School of Contemporary Sociology

Medium of instruction: Japanese
Language requirement: N2 level in Japanese Language Proficiency Test (JLPT)
Location: Toyota campus

Overview of the School of Contemporary Sociology

Aiming to create new human connections in modern society, we offer four majors designed to give students the expertise and skills necessary for practical activities.
Our curriculum, comprising fieldwork and data analysis, helps students acquire problem-solving abilities.
The Projects for Social Connection is held for students to independently plan, manage, and organize events, which include support for town development projects and child cafeterias. This provides solutions for local issues and facilitates social interaction.
In addition to the "Career Design" class held during the spring semester for first-year students, the School of Contemporary Sociology also provides students with its own career support services throughout their four-year college life.

Features of the School of Contemporary Sociology

Department of Contemporary Sociology
Major in Sociology

Job scarcity for the youth, social division, poverty, social withdrawal, and other issues around us are attributable to various factors. Students focus on these issues while learning politics, economy, education, labor, culture, and other subjects in a cross-sectoral manner. This enables them to gain sociological imagination skills for a profound understanding of such issues.
After analyzing collected information and data, each student develops social concepts for new connections on the basis of their own theme.
Students learn techniques of "media and culture," which disseminate information widely to society. They also learn techniques of "education," which influences the habits and ethics of individuals, thus acquiring the capability to transmit information to society.

Major in Community Studies

Through experiencing, thinking, and getting involved in the "actual fields" (communities) where people connect and support each other, students enhance their practical skills to handle community problems scientifically and solve them.
Students learn both sociology--focusing on groups--and psychology--emphasizing individuals--and are expected to acquaint themselves with two survey techniques: social surveys and psychological approaches.
Students participate in town development projects jointly with local governments, large-scale social survey activities, and so on. Doing so allows them to acquire information collection and analytical capabilities, planning abilities, presentation skills, and other skills useful in the real world.

Major in Social Welfare

Aiming at a society wherein human lives are protected and people live an affluent life, students gain the ability of analyzing welfare issues and proposing solution-oriented approaches and practical actions. This major makes use of interdisciplinary approaches and draws upon sociology, psychology, and cultural anthropology.
The small-group training and seminars in this program help students understand people who are in need and cultivates their group skills as well.
Our small classes with face-to-face instruction from faculty members support students studying for the examination to become a Certified Social Worker, which is a formal national qualification for welfare professionals.
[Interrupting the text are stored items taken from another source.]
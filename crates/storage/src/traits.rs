use serde::de::DeserializeOwned;
use serde::Serialize;

use crate::error::StorageError;

/// Persistent key/value store for engine state that must survive restarts.
///
/// Values are JSON documents addressed by string keys. Implementations
/// use interior mutability so a single store can be shared by the view
/// tracker and the JIT client.
///
/// ## Durability
///
/// A successful `put` or `remove` must be visible to every later `get`
/// on the same store. File-backed implementations must also make it
/// visible to a store reopened on the same path.
pub trait KeyValueStore: Send + Sync {
    /// Read the value stored under `key`, if any.
    fn get(&self, key: &str) -> Result<Option<serde_json::Value>, StorageError>;

    /// Store `value` under `key`, replacing any previous value.
    fn put(&self, key: &str, value: serde_json::Value) -> Result<(), StorageError>;

    /// Remove `key`. Removing a missing key is not an error.
    fn remove(&self, key: &str) -> Result<(), StorageError>;

    /// All keys currently stored, in ascending order.
    fn keys(&self) -> Result<Vec<String>, StorageError>;
}

/// Read and decode a typed value.
pub fn load<T: DeserializeOwned>(
    store: &dyn KeyValueStore,
    key: &str,
) -> Result<Option<T>, StorageError> {
    match store.get(key)? {
        None => Ok(None),
        Some(json) => serde_json::from_value(json)
            .map(Some)
            .map_err(|e| StorageError::Serialization {
                key: key.to_string(),
                message: e.to_string(),
            }),
    }
}

/// Encode and store a typed value.
pub fn save<T: Serialize>(
    store: &dyn KeyValueStore,
    key: &str,
    value: &T,
) -> Result<(), StorageError> {
    let json = serde_json::to_value(value).map_err(|e| StorageError::Serialization {
        key: key.to_string(),
        message: e.to_string(),
    })?;
    store.put(key, json)
}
Major in Intercultural Studies

Students consider the forms of new human connections emerging in a multicultural society from an anthropological perspective.
Based on the combination of museology and cultural anthropology, students understand the lives of people that go beyond material objects (students who have completed this program are eligible to obtain a museum curator qualification).
Our Overseas Training Program and various other opportunities encourage students to have a global mindset.